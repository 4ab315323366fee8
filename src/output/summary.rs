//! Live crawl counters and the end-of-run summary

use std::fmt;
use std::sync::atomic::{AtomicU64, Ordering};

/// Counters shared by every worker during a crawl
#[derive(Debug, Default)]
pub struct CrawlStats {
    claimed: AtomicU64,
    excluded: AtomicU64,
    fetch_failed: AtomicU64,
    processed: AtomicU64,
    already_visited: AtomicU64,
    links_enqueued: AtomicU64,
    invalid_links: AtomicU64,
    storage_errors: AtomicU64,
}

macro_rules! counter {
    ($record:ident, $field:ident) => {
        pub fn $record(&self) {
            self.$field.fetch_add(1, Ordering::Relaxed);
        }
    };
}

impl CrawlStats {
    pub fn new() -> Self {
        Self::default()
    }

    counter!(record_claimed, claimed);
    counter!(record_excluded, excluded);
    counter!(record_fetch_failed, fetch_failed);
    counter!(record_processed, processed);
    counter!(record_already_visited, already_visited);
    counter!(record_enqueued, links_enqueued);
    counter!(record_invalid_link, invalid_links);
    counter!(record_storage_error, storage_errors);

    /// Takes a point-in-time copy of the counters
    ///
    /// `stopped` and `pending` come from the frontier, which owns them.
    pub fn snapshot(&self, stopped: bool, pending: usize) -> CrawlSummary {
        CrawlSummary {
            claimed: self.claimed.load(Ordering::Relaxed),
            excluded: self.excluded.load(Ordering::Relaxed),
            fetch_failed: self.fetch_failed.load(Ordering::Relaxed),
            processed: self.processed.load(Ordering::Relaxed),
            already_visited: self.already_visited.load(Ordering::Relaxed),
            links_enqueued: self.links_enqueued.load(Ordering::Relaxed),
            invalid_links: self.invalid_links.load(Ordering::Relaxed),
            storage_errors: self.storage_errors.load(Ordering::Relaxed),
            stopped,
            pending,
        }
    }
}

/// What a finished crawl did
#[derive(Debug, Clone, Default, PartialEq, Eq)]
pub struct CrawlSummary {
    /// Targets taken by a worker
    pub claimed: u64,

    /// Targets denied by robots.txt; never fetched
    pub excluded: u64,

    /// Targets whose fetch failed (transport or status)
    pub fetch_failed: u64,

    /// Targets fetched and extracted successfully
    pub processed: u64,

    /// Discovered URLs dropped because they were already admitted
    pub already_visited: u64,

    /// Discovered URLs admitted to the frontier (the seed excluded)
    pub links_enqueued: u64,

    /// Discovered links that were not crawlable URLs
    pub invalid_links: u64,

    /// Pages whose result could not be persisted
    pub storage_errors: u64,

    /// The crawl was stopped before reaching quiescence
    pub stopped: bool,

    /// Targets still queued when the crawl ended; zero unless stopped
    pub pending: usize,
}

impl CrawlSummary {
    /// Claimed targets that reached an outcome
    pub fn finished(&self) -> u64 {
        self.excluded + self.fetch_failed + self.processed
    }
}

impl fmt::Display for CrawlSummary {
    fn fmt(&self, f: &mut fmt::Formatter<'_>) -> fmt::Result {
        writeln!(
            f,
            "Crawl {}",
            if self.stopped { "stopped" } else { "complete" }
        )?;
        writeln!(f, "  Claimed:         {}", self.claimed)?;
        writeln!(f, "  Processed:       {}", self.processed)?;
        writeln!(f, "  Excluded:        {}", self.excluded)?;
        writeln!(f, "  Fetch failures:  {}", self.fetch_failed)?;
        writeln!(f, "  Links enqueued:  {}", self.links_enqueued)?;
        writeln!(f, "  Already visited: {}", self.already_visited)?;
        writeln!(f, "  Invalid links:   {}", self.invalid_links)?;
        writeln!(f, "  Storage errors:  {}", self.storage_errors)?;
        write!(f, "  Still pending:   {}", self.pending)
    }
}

...

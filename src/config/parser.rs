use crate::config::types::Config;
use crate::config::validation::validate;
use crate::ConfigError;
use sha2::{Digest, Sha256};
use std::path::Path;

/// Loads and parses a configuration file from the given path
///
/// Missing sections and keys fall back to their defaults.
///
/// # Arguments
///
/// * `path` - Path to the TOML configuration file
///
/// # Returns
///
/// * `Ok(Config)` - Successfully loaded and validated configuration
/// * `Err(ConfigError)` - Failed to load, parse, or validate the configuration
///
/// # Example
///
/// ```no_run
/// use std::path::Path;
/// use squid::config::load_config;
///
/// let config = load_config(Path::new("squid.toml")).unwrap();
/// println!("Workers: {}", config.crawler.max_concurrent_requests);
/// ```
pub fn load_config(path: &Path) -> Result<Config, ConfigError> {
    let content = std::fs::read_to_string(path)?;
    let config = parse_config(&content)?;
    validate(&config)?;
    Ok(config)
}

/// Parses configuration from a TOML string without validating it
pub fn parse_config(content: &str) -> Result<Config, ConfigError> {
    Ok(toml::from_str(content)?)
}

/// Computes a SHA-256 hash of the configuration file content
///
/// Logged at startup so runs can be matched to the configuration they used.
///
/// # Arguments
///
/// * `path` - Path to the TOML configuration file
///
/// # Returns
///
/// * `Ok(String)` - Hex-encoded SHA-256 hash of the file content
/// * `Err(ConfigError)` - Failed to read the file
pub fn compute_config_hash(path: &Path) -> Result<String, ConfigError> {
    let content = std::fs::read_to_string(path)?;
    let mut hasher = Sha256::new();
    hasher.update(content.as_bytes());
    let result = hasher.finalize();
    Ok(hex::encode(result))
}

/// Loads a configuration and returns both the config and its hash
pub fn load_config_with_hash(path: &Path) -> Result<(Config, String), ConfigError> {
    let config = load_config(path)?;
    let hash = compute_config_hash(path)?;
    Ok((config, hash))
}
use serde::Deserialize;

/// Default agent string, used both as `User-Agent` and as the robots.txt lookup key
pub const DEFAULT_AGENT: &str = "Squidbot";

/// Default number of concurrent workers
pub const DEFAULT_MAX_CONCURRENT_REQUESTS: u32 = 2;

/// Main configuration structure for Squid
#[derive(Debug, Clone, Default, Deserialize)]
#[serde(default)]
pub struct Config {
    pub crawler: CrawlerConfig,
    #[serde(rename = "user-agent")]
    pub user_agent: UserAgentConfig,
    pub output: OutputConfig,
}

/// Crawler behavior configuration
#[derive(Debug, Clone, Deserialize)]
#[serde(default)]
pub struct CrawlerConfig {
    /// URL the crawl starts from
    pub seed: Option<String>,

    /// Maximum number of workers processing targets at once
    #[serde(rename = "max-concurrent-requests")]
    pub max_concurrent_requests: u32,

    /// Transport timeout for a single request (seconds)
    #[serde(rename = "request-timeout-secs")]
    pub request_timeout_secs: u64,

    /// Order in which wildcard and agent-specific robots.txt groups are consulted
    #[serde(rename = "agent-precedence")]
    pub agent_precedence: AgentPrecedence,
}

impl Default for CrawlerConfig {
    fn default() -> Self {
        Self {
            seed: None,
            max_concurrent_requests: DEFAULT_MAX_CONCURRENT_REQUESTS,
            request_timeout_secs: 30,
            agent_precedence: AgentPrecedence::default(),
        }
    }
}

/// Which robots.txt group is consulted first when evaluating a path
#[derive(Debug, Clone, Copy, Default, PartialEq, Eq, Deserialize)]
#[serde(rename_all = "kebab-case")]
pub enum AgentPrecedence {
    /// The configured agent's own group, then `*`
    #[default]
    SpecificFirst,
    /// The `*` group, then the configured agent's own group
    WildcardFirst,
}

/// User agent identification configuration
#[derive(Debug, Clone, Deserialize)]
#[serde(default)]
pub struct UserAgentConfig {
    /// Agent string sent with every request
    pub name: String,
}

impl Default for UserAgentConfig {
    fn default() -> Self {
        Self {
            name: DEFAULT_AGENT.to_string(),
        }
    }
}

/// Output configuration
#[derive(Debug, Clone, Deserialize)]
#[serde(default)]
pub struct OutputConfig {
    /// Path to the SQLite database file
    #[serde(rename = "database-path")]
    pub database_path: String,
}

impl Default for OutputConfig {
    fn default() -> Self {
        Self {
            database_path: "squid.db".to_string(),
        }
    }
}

* * *

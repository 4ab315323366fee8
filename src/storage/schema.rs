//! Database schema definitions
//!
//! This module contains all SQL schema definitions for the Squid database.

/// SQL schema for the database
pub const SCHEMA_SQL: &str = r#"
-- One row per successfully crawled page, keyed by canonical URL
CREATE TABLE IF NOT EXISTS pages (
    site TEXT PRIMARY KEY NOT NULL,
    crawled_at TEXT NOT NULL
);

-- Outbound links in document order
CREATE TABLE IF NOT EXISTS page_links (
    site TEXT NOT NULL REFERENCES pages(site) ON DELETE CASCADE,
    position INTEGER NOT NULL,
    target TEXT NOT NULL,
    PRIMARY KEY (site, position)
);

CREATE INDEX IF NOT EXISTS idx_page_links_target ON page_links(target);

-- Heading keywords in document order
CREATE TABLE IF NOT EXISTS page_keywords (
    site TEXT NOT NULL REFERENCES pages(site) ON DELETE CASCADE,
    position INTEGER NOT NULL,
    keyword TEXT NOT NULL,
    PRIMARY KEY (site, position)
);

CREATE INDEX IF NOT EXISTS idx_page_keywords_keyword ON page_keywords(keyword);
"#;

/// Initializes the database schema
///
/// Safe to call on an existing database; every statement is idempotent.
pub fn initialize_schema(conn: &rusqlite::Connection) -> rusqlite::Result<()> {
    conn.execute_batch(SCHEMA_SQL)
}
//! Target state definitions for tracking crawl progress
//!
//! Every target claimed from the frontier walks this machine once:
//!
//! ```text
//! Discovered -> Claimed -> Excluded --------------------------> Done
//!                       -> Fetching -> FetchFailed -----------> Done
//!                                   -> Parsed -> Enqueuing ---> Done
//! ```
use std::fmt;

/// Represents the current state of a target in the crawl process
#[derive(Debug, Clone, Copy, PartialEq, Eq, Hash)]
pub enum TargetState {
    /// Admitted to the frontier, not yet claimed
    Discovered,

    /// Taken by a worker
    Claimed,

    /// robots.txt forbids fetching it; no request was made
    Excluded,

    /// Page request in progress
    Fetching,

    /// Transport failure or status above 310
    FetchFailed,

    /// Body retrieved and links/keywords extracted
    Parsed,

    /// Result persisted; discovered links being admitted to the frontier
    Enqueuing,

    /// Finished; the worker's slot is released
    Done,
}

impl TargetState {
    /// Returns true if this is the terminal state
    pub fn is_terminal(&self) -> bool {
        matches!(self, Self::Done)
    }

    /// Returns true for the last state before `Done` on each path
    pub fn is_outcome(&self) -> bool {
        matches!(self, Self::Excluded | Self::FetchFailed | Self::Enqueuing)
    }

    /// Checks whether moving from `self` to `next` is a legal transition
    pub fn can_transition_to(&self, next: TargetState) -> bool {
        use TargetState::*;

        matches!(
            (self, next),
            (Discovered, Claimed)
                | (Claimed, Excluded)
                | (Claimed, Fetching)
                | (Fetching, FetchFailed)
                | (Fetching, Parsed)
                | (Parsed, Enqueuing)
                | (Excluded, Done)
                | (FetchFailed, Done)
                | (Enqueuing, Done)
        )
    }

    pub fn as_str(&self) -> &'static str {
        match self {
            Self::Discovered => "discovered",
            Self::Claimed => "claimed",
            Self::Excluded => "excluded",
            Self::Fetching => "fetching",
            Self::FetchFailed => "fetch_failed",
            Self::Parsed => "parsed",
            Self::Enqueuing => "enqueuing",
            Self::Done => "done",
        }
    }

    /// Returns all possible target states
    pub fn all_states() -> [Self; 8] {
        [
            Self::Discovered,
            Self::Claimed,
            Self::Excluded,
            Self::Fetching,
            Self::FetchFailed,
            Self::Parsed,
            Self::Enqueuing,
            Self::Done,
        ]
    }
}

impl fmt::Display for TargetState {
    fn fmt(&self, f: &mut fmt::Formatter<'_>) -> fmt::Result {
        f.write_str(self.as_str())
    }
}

-- Your instructions --
Show the lines of the records that contain the word "configured".

-- Your response --
    /// The configured agent's own group, then `*`
    /// The `*` group, then the configured agent's own group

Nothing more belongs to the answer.